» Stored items
════════════════

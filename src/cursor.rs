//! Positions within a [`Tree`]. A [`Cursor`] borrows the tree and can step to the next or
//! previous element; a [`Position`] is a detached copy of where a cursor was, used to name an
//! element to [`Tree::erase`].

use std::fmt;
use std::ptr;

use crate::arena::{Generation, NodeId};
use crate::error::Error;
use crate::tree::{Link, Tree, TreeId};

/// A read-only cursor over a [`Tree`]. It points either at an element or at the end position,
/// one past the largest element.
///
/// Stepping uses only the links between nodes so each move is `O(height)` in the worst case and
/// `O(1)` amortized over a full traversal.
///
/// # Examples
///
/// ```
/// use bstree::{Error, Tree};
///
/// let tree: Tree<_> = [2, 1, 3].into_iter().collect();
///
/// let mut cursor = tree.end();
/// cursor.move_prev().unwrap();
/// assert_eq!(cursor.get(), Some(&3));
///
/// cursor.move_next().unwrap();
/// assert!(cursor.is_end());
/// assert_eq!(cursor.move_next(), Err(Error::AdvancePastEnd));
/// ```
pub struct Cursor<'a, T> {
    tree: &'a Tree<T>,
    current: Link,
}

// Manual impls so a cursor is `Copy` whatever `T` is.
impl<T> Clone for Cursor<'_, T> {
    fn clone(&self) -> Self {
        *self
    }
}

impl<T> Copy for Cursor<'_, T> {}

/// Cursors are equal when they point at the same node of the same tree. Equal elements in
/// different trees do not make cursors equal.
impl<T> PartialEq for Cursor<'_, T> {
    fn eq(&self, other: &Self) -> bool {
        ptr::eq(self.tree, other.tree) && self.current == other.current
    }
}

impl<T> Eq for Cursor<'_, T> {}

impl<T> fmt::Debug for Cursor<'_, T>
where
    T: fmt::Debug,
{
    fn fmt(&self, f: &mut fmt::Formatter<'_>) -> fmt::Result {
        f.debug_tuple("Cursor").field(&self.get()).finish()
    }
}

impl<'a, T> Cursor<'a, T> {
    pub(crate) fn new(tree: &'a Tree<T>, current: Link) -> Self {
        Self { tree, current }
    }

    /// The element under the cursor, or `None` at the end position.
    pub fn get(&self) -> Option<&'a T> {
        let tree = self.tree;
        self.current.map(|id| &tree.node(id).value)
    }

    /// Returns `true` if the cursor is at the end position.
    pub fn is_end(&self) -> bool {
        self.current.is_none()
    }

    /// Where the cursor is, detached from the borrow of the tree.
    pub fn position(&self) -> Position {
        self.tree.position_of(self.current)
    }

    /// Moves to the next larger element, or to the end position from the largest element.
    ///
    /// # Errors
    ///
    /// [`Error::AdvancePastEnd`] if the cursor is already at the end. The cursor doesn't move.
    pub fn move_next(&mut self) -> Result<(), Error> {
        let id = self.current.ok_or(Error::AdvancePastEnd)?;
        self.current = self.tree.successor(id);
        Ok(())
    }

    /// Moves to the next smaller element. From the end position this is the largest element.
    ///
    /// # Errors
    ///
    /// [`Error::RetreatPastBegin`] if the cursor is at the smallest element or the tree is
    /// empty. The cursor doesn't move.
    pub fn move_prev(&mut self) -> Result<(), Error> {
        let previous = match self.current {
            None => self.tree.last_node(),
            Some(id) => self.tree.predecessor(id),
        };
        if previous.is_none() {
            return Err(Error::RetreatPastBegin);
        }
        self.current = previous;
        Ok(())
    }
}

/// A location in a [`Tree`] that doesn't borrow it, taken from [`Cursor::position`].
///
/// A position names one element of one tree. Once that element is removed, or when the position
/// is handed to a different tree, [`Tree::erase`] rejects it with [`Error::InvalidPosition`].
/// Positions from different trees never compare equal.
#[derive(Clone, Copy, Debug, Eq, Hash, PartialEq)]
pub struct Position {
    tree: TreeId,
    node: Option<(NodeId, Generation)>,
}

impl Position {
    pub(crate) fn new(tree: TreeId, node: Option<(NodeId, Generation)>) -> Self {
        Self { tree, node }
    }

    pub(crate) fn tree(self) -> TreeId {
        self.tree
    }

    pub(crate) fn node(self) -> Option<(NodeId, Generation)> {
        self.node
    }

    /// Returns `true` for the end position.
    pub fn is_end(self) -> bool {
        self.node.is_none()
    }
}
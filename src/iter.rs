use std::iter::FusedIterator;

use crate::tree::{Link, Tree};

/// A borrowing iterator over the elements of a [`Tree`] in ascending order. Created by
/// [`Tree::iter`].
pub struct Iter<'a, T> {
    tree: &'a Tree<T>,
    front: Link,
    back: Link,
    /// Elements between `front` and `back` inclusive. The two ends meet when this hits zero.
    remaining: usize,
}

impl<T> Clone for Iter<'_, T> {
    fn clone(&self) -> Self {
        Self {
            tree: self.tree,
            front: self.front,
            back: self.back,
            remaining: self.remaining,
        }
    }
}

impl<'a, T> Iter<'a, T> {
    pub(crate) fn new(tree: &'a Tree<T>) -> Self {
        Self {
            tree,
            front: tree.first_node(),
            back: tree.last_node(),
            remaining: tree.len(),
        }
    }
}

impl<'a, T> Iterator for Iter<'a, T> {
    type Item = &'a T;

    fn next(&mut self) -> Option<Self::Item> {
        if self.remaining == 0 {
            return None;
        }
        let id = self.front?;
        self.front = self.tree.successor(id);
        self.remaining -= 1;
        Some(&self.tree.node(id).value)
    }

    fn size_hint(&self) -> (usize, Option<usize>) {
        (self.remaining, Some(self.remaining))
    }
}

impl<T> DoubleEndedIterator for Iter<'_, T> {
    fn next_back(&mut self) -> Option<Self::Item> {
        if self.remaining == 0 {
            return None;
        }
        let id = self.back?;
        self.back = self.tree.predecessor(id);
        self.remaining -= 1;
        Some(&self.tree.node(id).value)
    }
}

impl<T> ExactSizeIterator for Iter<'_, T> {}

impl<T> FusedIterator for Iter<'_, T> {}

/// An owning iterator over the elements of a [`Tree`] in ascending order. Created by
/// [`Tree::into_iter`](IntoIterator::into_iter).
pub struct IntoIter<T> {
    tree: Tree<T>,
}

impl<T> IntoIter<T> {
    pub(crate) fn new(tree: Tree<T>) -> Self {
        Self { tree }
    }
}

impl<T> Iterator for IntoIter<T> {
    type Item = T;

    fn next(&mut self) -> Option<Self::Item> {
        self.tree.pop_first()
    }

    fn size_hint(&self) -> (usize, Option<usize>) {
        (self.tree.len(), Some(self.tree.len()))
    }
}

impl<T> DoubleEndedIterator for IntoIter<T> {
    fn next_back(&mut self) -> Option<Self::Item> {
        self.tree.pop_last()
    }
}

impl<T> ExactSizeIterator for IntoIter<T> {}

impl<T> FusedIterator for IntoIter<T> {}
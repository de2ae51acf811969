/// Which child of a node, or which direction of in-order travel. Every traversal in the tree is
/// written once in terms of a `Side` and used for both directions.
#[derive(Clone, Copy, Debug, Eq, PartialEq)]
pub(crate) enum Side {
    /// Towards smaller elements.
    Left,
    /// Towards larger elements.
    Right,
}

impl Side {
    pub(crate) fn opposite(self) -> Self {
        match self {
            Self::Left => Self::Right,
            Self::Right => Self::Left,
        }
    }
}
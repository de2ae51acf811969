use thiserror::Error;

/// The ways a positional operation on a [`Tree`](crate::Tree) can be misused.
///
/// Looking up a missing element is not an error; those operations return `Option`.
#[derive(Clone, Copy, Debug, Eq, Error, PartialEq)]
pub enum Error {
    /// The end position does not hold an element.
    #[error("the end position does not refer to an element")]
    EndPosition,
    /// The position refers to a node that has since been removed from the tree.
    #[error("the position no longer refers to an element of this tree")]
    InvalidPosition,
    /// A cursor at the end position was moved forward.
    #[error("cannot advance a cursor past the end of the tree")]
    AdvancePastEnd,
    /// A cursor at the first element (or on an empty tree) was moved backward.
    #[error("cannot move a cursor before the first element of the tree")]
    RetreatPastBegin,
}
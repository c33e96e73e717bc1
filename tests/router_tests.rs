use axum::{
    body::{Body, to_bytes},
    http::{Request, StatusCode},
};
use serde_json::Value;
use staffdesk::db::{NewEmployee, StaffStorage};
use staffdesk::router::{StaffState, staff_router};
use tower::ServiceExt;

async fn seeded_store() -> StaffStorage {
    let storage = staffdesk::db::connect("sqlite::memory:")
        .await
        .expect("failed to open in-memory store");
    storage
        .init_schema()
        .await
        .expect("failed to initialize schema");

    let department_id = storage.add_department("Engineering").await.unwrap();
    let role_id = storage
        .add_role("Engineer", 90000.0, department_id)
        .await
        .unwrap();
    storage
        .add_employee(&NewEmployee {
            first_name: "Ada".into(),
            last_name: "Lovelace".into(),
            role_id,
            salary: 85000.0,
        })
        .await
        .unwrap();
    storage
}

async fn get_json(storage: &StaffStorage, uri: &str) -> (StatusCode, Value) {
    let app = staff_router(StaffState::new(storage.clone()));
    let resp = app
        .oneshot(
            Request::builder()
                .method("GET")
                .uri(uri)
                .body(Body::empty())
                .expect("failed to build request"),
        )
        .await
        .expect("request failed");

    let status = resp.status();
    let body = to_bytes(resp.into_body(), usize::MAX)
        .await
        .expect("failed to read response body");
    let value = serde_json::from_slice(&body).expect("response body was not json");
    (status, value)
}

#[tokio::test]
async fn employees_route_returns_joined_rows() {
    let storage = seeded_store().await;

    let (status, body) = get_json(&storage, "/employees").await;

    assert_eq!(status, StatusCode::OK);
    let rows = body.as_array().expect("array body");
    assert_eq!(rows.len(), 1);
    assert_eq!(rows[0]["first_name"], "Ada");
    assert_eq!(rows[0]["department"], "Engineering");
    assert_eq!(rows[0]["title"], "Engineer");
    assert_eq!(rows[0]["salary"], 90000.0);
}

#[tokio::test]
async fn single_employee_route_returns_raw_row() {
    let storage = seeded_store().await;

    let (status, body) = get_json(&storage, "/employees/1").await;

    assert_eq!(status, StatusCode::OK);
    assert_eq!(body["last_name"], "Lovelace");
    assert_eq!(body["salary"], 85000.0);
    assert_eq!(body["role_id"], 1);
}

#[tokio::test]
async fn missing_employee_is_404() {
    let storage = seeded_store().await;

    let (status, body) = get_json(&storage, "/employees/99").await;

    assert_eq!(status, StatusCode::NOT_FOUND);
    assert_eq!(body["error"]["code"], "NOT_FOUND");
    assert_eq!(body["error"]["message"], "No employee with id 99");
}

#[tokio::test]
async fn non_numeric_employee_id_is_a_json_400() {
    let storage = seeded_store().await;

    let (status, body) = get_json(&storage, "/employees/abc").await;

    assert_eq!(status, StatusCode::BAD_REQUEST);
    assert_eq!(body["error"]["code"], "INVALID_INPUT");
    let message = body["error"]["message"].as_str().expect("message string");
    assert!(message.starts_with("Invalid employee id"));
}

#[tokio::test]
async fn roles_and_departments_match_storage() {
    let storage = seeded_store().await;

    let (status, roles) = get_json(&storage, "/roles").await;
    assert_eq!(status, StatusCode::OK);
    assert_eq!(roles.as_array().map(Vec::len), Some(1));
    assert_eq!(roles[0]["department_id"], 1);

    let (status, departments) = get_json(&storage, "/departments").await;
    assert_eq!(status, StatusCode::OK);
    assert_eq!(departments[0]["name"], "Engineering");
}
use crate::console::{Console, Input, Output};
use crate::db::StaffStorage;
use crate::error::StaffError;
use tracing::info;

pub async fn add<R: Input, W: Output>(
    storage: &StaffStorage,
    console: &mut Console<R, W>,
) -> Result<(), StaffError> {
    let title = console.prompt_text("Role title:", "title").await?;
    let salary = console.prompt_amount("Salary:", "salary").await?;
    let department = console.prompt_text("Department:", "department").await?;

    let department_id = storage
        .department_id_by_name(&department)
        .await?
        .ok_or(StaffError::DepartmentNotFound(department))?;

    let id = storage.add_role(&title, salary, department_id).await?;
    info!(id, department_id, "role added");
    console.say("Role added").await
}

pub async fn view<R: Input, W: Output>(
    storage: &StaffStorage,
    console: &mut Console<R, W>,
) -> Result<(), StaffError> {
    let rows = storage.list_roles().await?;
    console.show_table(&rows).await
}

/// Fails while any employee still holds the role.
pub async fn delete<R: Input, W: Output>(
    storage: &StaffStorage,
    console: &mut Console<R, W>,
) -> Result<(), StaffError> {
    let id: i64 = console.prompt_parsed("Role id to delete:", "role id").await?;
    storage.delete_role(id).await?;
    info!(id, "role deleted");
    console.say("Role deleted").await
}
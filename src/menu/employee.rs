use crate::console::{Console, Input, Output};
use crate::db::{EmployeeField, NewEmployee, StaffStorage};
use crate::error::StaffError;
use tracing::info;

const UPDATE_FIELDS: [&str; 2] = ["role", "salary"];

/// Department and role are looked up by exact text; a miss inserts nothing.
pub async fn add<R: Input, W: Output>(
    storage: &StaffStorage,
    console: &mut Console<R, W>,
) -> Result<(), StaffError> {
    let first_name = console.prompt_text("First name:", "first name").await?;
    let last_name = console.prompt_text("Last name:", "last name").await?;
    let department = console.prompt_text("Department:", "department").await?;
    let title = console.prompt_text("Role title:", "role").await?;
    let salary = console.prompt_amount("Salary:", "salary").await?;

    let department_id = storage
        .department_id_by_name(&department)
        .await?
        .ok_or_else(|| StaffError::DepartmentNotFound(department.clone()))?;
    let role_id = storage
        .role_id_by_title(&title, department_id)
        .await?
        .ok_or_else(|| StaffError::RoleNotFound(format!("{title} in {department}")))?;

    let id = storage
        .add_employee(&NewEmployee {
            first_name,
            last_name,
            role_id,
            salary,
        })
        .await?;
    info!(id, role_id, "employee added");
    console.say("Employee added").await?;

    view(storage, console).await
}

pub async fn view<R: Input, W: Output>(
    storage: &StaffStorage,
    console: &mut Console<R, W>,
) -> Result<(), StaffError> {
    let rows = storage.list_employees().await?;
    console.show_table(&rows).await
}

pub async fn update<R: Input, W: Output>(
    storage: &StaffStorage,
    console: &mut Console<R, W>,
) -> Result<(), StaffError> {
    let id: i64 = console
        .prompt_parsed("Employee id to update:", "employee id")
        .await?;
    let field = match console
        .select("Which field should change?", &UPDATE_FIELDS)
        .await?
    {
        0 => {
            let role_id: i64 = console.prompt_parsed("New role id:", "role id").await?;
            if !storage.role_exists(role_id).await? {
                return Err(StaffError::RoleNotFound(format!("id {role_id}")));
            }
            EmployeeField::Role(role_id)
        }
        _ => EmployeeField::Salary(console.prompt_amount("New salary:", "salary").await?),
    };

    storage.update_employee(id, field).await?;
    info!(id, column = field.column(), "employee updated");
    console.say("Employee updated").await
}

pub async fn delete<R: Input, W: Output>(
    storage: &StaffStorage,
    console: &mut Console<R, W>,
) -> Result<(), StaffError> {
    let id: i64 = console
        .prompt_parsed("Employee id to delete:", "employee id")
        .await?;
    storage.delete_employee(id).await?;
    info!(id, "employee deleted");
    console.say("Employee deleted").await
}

════════════════

» TASK DIRECTIONS
Quote, word for word, every line from the top of the entries through the line that holds "use std::fmt;".

» SOLVED PROBLEM
filename src/cursor.rs
//! Positions within a [`Tree`]. A [`Cursor`] borrows the tree and can step to the next or
//! previous element; a [`Position`] is a detached copy of where a cursor was, used to name an
//! element to [`Tree::erase`].

use std::fmt;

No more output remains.